Originally posted by WDH74
I probably have it backwards, but wasn't the Miller U-16 aero engine actually a license built Bugatti engine? I seem to recall reading about the technical advisors to the US military being given a lot of grief for trying to bring the engineers (who were German) back from Europe to help build the prototype.
I also remember reading about this engine's frailties-apparently the twin crankshafts would flex as revs rose, and eventually they'd meet. Destructively, needless to say.
But like I said, I prolly got this backasswards.
-William


The "U-16" Bugatti you are referring to was license-built in the US as the 'King-Bugatti", by none other than the Brothers Duesenberg in 1917-18, in Elizabeth NJ. At the time, Fred and August Duesenbergs had a number of engine designs to their credit, while Harry Miller was still primarily a carburetor manufacturer.

Bugatti's U-16 Aero engine was not noted for its success, it was far too heavy, and suffered from a lack of power. Duesenberg Motors, Inc., were able to reduce the weight considerably, and also increased the power output enough to satisfy the US War Department to order it in large numbers, but the war ended before many were produced. Even still, for something like 150 hp, this engine weighs in (at least according to the placard on the unit displayed at the Auburn Cord Duesenberg Museum in Auburn IN a few years back) at something like 1000 lbs (or just a bit heavier than an Auburn V-16 engine of 1931-33).

I believe the Lockhart 16 was a U-16 (two cranks, geared together) with the blocks angled slightly away from each other, due to the need for clearance of the two intake cams, and space for intake manifolding.

However, perhaps the earliest "U-16" in racing activity was the 1921 Duesenberg Daytona LSR car, which used two Duesenberg 300cid SOHC straight eights, geared together, but not with a common crankcase, IIRC, but rather just two straight 8 engines mounted side-by-side.

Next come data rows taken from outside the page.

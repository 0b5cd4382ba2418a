//! services/api/src/adapters/db.rs
//!
//! This module contains the database adapter, which is the concrete implementation
//! of the `ComponentStore` port from the `core` crate. It handles all interactions
//! with the PostgreSQL database using `sqlx`.

use std::collections::HashMap;

use async_trait::async_trait;
use chrono::{DateTime, Utc};
use gallery_core::domain::{
    Component, ComponentChanges, ComponentDetail, ComponentFilter, ComponentMeta, NewComponent,
    SortKey, Tag, Technology, User,
};
use gallery_core::ports::{ComponentStore, PortError, PortResult};
use sqlx::{FromRow, PgPool, Postgres, QueryBuilder};
use uuid::Uuid;

//=========================================================================================
// The Main Adapter Struct
//=========================================================================================

/// A database adapter that implements the `ComponentStore` port.
#[derive(Clone)]
pub struct PgStore {
    pool: PgPool,
}

impl PgStore {
    /// Creates a new `PgStore`.
    pub fn new(pool: PgPool) -> Self {
        Self { pool }
    }

    /// A helper function to run database migrations at startup.
    pub async fn run_migrations(&self) -> Result<(), sqlx::Error> {
        sqlx::migrate!("./migrations").run(&self.pool).await?;
        Ok(())
    }
}

fn unexpected(e: sqlx::Error) -> PortError {
    PortError::Unexpected(e.to_string())
}

//=========================================================================================
// "Impure" Database Record Structs
//=========================================================================================

#[derive(FromRow)]
struct ComponentRecord {
    id: Uuid,
    name: String,
    description: Option<String>,
    code: String,
    preview_url: Option<String>,
    status: String,
    view_count: i32,
    user_id: Uuid,
    created_at: DateTime<Utc>,
    updated_at: DateTime<Utc>,
    published_at: Option<DateTime<Utc>>,
}

impl ComponentRecord {
    fn to_domain(self) -> PortResult<Component> {
        let status = self
            .status
            .parse()
            .map_err(|e: String| PortError::Unexpected(e))?;
        Ok(Component {
            id: self.id,
            name: self.name,
            description: self.description,
            code: self.code,
            preview_url: self.preview_url,
            status,
            view_count: self.view_count,
            user_id: self.user_id,
            created_at: self.created_at,
            updated_at: self.updated_at,
            published_at: self.published_at,
        })
    }
}

#[derive(FromRow)]
struct UserRecord {
    id: Uuid,
    name: Option<String>,
    username: Option<String>,
    image: Option<String>,
}

impl UserRecord {
    fn to_domain(self) -> User {
        User {
            id: self.id,
            name: self.name,
            username: self.username,
            image: self.image,
        }
    }
}

#[derive(FromRow)]
struct NamedRecord {
    id: Uuid,
    name: String,
}

/// One linked technology/tag row, keyed back to its component for batched
/// assembly of a listing page.
#[derive(FromRow)]
struct LinkedRecord {
    component_id: Uuid,
    id: Uuid,
    name: String,
}

#[derive(FromRow)]
struct LikeCountRecord {
    component_id: Uuid,
    count: i64,
}

#[derive(FromRow)]
struct AuthSessionRecord {
    user_id: Uuid,
    expires_at: DateTime<Utc>,
}

//=========================================================================================
// Query Assembly Helpers
//=========================================================================================

/// Appends the shared WHERE clause for listing and counting.
fn push_filters<'a>(builder: &mut QueryBuilder<'a, Postgres>, filter: &'a ComponentFilter) {
    builder.push(" WHERE TRUE");

    if let Some(status) = filter.status {
        builder.push(" AND status = ").push_bind(status.as_str());
    }

    if let Some(search) = &filter.search {
        let pattern = format!("%{}%", search);
        builder
            .push(" AND (name ILIKE ")
            .push_bind(pattern.clone())
            .push(" OR description ILIKE ")
            .push_bind(pattern)
            .push(")");
    }

    if let Some(user_id) = filter.user_id {
        builder.push(" AND user_id = ").push_bind(user_id);
    }

    if let Some(technology) = &filter.technology {
        builder
            .push(
                " AND EXISTS (SELECT 1 FROM component_technologies ct \
                 JOIN technologies t ON t.id = ct.technology_id \
                 WHERE ct.component_id = components.id AND t.name = ",
            )
            .push_bind(technology)
            .push(")");
    }

    if let Some(tag) = &filter.tag {
        builder
            .push(
                " AND EXISTS (SELECT 1 FROM component_tags ct \
                 JOIN tags t ON t.id = ct.tag_id \
                 WHERE ct.component_id = components.id AND t.name = ",
            )
            .push_bind(tag)
            .push(")");
    }
}

const COMPONENT_COLUMNS: &str = "id, name, description, code, preview_url, status, view_count, \
                                 user_id, created_at, updated_at, published_at";

impl PgStore {
    /// Joins a page of component rows with their owners, linked entities and
    /// like counts. Batched with `= ANY(..)` to keep a page at a fixed number
    /// of queries instead of N+1.
    async fn assemble_details(
        &self,
        records: Vec<ComponentRecord>,
    ) -> PortResult<Vec<ComponentDetail>> {
        if records.is_empty() {
            return Ok(Vec::new());
        }

        let component_ids: Vec<Uuid> = records.iter().map(|r| r.id).collect();
        let owner_ids: Vec<Uuid> = records.iter().map(|r| r.user_id).collect();

        let owners = sqlx::query_as::<_, UserRecord>(
            "SELECT id, name, username, image FROM users WHERE id = ANY($1)",
        )
        .bind(&owner_ids)
        .fetch_all(&self.pool)
        .await
        .map_err(unexpected)?;
        let owners: HashMap<Uuid, User> =
            owners.into_iter().map(|u| (u.id, u.to_domain())).collect();

        let technologies = sqlx::query_as::<_, LinkedRecord>(
            "SELECT ct.component_id, t.id, t.name FROM component_technologies ct \
             JOIN technologies t ON t.id = ct.technology_id \
             WHERE ct.component_id = ANY($1) ORDER BY t.name ASC",
        )
        .bind(&component_ids)
        .fetch_all(&self.pool)
        .await
        .map_err(unexpected)?;
        let mut technologies_by_component: HashMap<Uuid, Vec<Technology>> = HashMap::new();
        for row in technologies {
            technologies_by_component
                .entry(row.component_id)
                .or_default()
                .push(Technology {
                    id: row.id,
                    name: row.name,
                });
        }

        let tags = sqlx::query_as::<_, LinkedRecord>(
            "SELECT ct.component_id, t.id, t.name FROM component_tags ct \
             JOIN tags t ON t.id = ct.tag_id \
             WHERE ct.component_id = ANY($1) ORDER BY t.name ASC",
        )
        .bind(&component_ids)
        .fetch_all(&self.pool)
        .await
        .map_err(unexpected)?;
        let mut tags_by_component: HashMap<Uuid, Vec<Tag>> = HashMap::new();
        for row in tags {
            tags_by_component
                .entry(row.component_id)
                .or_default()
                .push(Tag {
                    id: row.id,
                    name: row.name,
                });
        }

        let like_counts = sqlx::query_as::<_, LikeCountRecord>(
            "SELECT component_id, COUNT(*) AS count FROM likes \
             WHERE component_id = ANY($1) GROUP BY component_id",
        )
        .bind(&component_ids)
        .fetch_all(&self.pool)
        .await
        .map_err(unexpected)?;
        let like_counts: HashMap<Uuid, i64> = like_counts
            .into_iter()
            .map(|r| (r.component_id, r.count))
            .collect();

        let mut details = Vec::with_capacity(records.len());
        for record in records {
            let user = owners.get(&record.user_id).cloned().ok_or_else(|| {
                PortError::Unexpected(format!("Owner {} missing for component", record.user_id))
            })?;
            let id = record.id;
            details.push(ComponentDetail {
                component: record.to_domain()?,
                user,
                technologies: technologies_by_component.remove(&id).unwrap_or_default(),
                tags: tags_by_component.remove(&id).unwrap_or_default(),
                like_count: like_counts.get(&id).copied().unwrap_or(0),
            });
        }
        Ok(details)
    }

    async fn replace_links(
        tx: &mut sqlx::Transaction<'_, Postgres>,
        table: &str,
        column: &str,
        component_id: Uuid,
        entity_ids: &[Uuid],
    ) -> PortResult<()> {
        sqlx::query(&format!("DELETE FROM {table} WHERE component_id = $1"))
            .bind(component_id)
            .execute(&mut **tx)
            .await
            .map_err(unexpected)?;
        for entity_id in entity_ids {
            sqlx::query(&format!(
                "INSERT INTO {table} (component_id, {column}) VALUES ($1, $2) \
                 ON CONFLICT DO NOTHING"
            ))
            .bind(component_id)
            .bind(entity_id)
            .execute(&mut **tx)
            .await
            .map_err(unexpected)?;
        }
        Ok(())
    }

    /// The `INSERT .. ON CONFLICT DO NOTHING` + re-read upsert used for both
    /// technologies and tags: a conflict means someone else created the name
    /// concurrently, so the re-read links to that row.
    async fn find_or_create_named(&self, table: &str, name: &str) -> PortResult<NamedRecord> {
        sqlx::query(&format!(
            "INSERT INTO {table} (id, name) VALUES ($1, $2) ON CONFLICT (name) DO NOTHING"
        ))
        .bind(Uuid::new_v4())
        .bind(name)
        .execute(&self.pool)
        .await
        .map_err(unexpected)?;

        sqlx::query_as::<_, NamedRecord>(&format!(
            "SELECT id, name FROM {table} WHERE name = $1"
        ))
        .bind(name)
        .fetch_one(&self.pool)
        .await
        .map_err(unexpected)
    }
}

While of course, not racing engines, there were a few "odd duck" engines experimented with in early days: Ford, in the middle 20's, built an inline 5-cylinder flathead, years before anyone else even considered that arrangement, along with an X-8, two cylinders paired together, aircooled, 2 blocks on top, two on the bottom. Neither engine was particularly successful at the time.

In 1907, the Adams-Farwell car used a 5-cylinder rotary engine, mounted flat in the rear of the car, where the trunk or roadster turtle deck would be. Rotary piston engines had their crankshaft bolted to the chassis (or the firewall of the aircraft), and the crankcase & cylinders rotated around that, geared to whatever drive system was used (bolted to propellor on an airplane, as in the Sopwith Camel).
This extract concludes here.